(RECORDS TO PROCESS begins)

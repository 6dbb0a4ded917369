//! HTTP-shaped chat responses
//!
//! Every response carries the same JSON and CORS headers and a JSON string
//! body. Both success and error bodies report the serving agent identity.

use crate::config::AgentTarget;
use chrono::{SecondsFormat, Utc};
use serde::{Deserialize, Serialize};
use serde_json::{json, Value};
use std::collections::BTreeMap;

pub const INTERNAL_ERROR_MESSAGE: &str = "An unexpected error occurred. Please try again later.";
pub const PREFLIGHT_MESSAGE: &str = "CORS preflight successful";

/// Headers attached to every chat response
pub fn cors_headers() -> BTreeMap<String, String> {
    [
        ("Content-Type", "application/json"),
        ("Access-Control-Allow-Methods", "POST, OPTIONS"),
        ("Access-Control-Allow-Headers", "Content-Type, Authorization"),
    ]
    .into_iter()
    .map(|(k, v)| (k.to_string(), v.to_string()))
    .collect()
}

/// Agent identity echoed in response bodies
#[derive(Debug, Clone, PartialEq, Eq, Serialize, Deserialize)]
#[serde(rename_all = "camelCase")]
pub struct AgentIdentity {
    pub name: String,
    pub id: String,
    pub alias_id: String,
}

impl From<&AgentTarget> for AgentIdentity {
    fn from(target: &AgentTarget) -> Self {
        Self {
            name: target.name.clone(),
            id: target.id.clone(),
            alias_id: target.alias_id.clone(),
        }
    }
}

/// Proxy-style response: status, headers and a JSON string body
#[derive(Debug, Clone, PartialEq, Serialize, Deserialize)]
#[serde(rename_all = "camelCase")]
pub struct HttpResponse {
    pub status_code: u16,
    pub headers: BTreeMap<String, String>,
    pub body: String,
}

impl HttpResponse {
    fn new(status_code: u16, body: Value) -> Self {
        Self {
            status_code,
            headers: cors_headers(),
            body: body.to_string(),
        }
    }

    pub fn preflight() -> Self {
        Self::new(200, json!({ "message": PREFLIGHT_MESSAGE }))
    }

    pub fn success(message: &str, session_id: &str, agent: &AgentIdentity) -> Self {
        Self::new(
            200,
            json!({
                "response": message,
                "sessionId": session_id,
                "timestamp": timestamp(),
                "status": "success",
                "agent": agent,
            }),
        )
    }

    pub fn error(message: &str, status_code: u16, agent: &AgentIdentity) -> Self {
        Self::new(
            status_code,
            json!({
                "error": message,
                "timestamp": timestamp(),
                "status": "error",
                "agent": agent,
            }),
        )
    }

    pub fn internal_error(agent: &AgentIdentity) -> Self {
        Self::error(INTERNAL_ERROR_MESSAGE, 500, agent)
    }

    /// Decode the JSON body
    pub fn json_body(&self) -> Result<Value, serde_json::Error> {
        serde_json::from_str(&self.body)
    }
}

fn timestamp() -> String {
    Utc::now().to_rfc3339_opts(SecondsFormat::Micros, true)
}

(RECORDS TO PROCESS ends)

Please give only the number of lines in the listing that hold the word "BTreeMap".

TASK SOLUTION: 3